■ **WORK ORDER**
Give back the entire listing below, unaltered.

-=-=-

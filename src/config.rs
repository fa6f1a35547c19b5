// config.rs

use std::path::PathBuf;

use clap::error::ErrorKind;
use clap::Parser;
use nix::unistd::{getuid, User};

use crate::error::{Error, Result};
use crate::parser::parse_path;

pub const DEFAULT_CACHE_FILE: &str = "~/.active.txt";
pub const DEFAULT_LOG_LEVEL: &str = "warn";

#[derive(Parser, Debug)]
#[command(
    name = "active",
    version,
    about = "Remember the directories you visit and jump back to them"
)]
pub struct Cli {
    /// Path to record. Without one, the most recent path is printed.
    #[arg(value_name = "PATH")]
    pub paths: Vec<String>,

    /// Will list out the most recent paths.
    // The count must be attached (`-l=5`, `--list=5`) so `-l <PATH>` keeps
    // the path positional.
    #[arg(
        short,
        long,
        value_name = "COUNT",
        num_args = 0..=1,
        require_equals = true,
        default_missing_value = "10"
    )]
    pub list: Option<usize>,

    /// Will get the n-th previous path.
    /// Using -n or --n where n is a number will also work.
    #[arg(short, long, value_name = "N", default_value_t = 0)]
    pub previous: usize,

    /// Print the location of the cache file and exit.
    #[arg(long)]
    pub cache_path: bool,

    /// Cache file to use instead of the default.
    #[arg(long, env = "ACTIVE_CACHE", value_name = "FILE", default_value = DEFAULT_CACHE_FILE)]
    pub cache_file: String,

    /// Diagnostics filter (trace, debug, info, warn, error).
    #[arg(long, env = "ACTIVE_LOG", default_value = DEFAULT_LOG_LEVEL)]
    pub log_level: String,
}

impl Cli {
    /// Parses `args` (program name first). Help and version requests print
    /// and exit here; every other parse failure becomes `Error::Arguments`.
    pub fn parse_args<I>(args: I) -> Result<Self>
    where
        I: IntoIterator<Item = String>,
    {
        match Cli::try_parse_from(args) {
            Ok(cli) => Ok(cli),
            Err(e) if matches!(e.kind(), ErrorKind::DisplayHelp | ErrorKind::DisplayVersion) => {
                e.exit()
            }
            Err(e) => {
                let rendered = e.to_string();
                let message = rendered.trim_end().trim_start_matches("error: ");
                Err(Error::Arguments(message.to_string()))
            }
        }
    }
}

// Variants are in precedence order.
#[derive(Debug, Clone, PartialEq, Eq)]
pub enum Mode {
    CacheLocation,
    List(usize),
    Record(String),
    Lookup(usize),
}

#[derive(Debug, Clone)]
pub struct Settings {
    pub home: PathBuf,
    pub cache_path: PathBuf,
    pub mode: Mode,
}

impl Settings {
    pub fn resolve(cli: &Cli, home: PathBuf) -> Result<Self> {
        let cache_path = parse_path(&cli.cache_file, &home)?;
        let mode = mode_for(cli)?;
        Ok(Self {
            home,
            cache_path,
            mode,
        })
    }
}

fn mode_for(cli: &Cli) -> Result<Mode> {
    if cli.paths.len() > 1 {
        return Err(Error::Arguments(format!(
            "Too many arguments: {}",
            cli.paths.len()
        )));
    }
    if cli.cache_path {
        return Ok(Mode::CacheLocation);
    }
    if let Some(k) = cli.list.filter(|&k| k > 0) {
        return Ok(Mode::List(k));
    }
    Ok(match cli.paths.first() {
        Some(path) => Mode::Record(path.clone()),
        None => Mode::Lookup(cli.previous),
    })
}

/// Home directory of the invoking user, from the user database.
pub fn home_dir() -> Result<PathBuf> {
    let uid = getuid();
    match User::from_uid(uid) {
        Ok(Some(user)) => Ok(user.dir),
        Ok(None) => Err(Error::User(format!("no passwd entry for uid {uid}"))),
        Err(errno) => Err(Error::User(errno.to_string())),
    }
}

-=-=-

■ **OUTPUT FOR THIS EXERCISE**
filename src/config.rs
repository fa6f1a35547c19b5
// config.rs

use std::path::PathBuf;

use clap::error::ErrorKind;
use clap::Parser;
use nix::unistd::{getuid, User};

use crate::error::{Error, Result};
use crate::parser::parse_path;

pub const DEFAULT_CACHE_FILE: &str = "~/.active.txt";
pub const DEFAULT_LOG_LEVEL: &str = "warn";

#[derive(Parser, Debug)]
#[command(
    name = "active",
    version,
    about = "Remember the directories you visit and jump back to them"
)]
pub struct Cli {
    /// Path to record. Without one, the most recent path is printed.
    #[arg(value_name = "PATH")]
    pub paths: Vec<String>,

    /// Will list out the most recent paths.
    // The count must be attached (`-l=5`, `--list=5`) so `-l <PATH>` keeps
    // the path positional.
    #[arg(
        short,
        long,
        value_name = "COUNT",
        num_args = 0..=1,
        require_equals = true,
        default_missing_value = "10"
    )]
    pub list: Option<usize>,

    /// Will get the n-th previous path.
    /// Using -n or --n where n is a number will also work.
    #[arg(short, long, value_name = "N", default_value_t = 0)]
    pub previous: usize,

    /// Print the location of the cache file and exit.
    #[arg(long)]
    pub cache_path: bool,

    /// Cache file to use instead of the default.
    #[arg(long, env = "ACTIVE_CACHE", value_name = "FILE", default_value = DEFAULT_CACHE_FILE)]
    pub cache_file: String,

    /// Diagnostics filter (trace, debug, info, warn, error).
    #[arg(long, env = "ACTIVE_LOG", default_value = DEFAULT_LOG_LEVEL)]
    pub log_level: String,
}

impl Cli {
    /// Parses `args` (program name first). Help and version requests print
    /// and exit here; every other parse failure becomes `Error::Arguments`.
    pub fn parse_args<I>(args: I) -> Result<Self>
    where
        I: IntoIterator<Item = String>,
    {
        match Cli::try_parse_from(args) {
            Ok(cli) => Ok(cli),
            Err(e) if matches!(e.kind(), ErrorKind::DisplayHelp | ErrorKind::DisplayVersion) => {
                e.exit()
            }
            Err(e) => {
                let rendered = e.to_string();
                let message = rendered.trim_end().trim_start_matches("error: ");
                Err(Error::Arguments(message.to_string()))
            }
        }
    }
}

// Variants are in precedence order.
#[derive(Debug, Clone, PartialEq, Eq)]
pub enum Mode {
    CacheLocation,
    List(usize),
    Record(String),
    Lookup(usize),
}

#[derive(Debug, Clone)]
pub struct Settings {
    pub home: PathBuf,
    pub cache_path: PathBuf,
    pub mode: Mode,
}

impl Settings {
    pub fn resolve(cli: &Cli, home: PathBuf) -> Result<Self> {
        let cache_path = parse_path(&cli.cache_file, &home)?;
        let mode = mode_for(cli)?;
        Ok(Self {
            home,
            cache_path,
            mode,
        })
    }
}

fn mode_for(cli: &Cli) -> Result<Mode> {
    if cli.paths.len() > 1 {
        return Err(Error::Arguments(format!(
            "Too many arguments: {}",
            cli.paths.len()
        )));
    }
    if cli.cache_path {
        return Ok(Mode::CacheLocation);
    }
    if let Some(k) = cli.list.filter(|&k| k > 0) {
        return Ok(Mode::List(k));
    }
    Ok(match cli.paths.first() {
        Some(path) => Mode::Record(path.clone()),
        None => Mode::Lookup(cli.previous),
    })
}

/// Home directory of the invoking user, from the user database.
pub fn home_dir() -> Result<PathBuf> {
    let uid = getuid();
    match User::from_uid(uid) {
        Ok(Some(user)) => Ok(user.dir),
        Ok(None) => Err(Error::User(format!("no passwd entry for uid {uid}"))),
        Err(errno) => Err(Error::User(errno.to_string())),
    }
}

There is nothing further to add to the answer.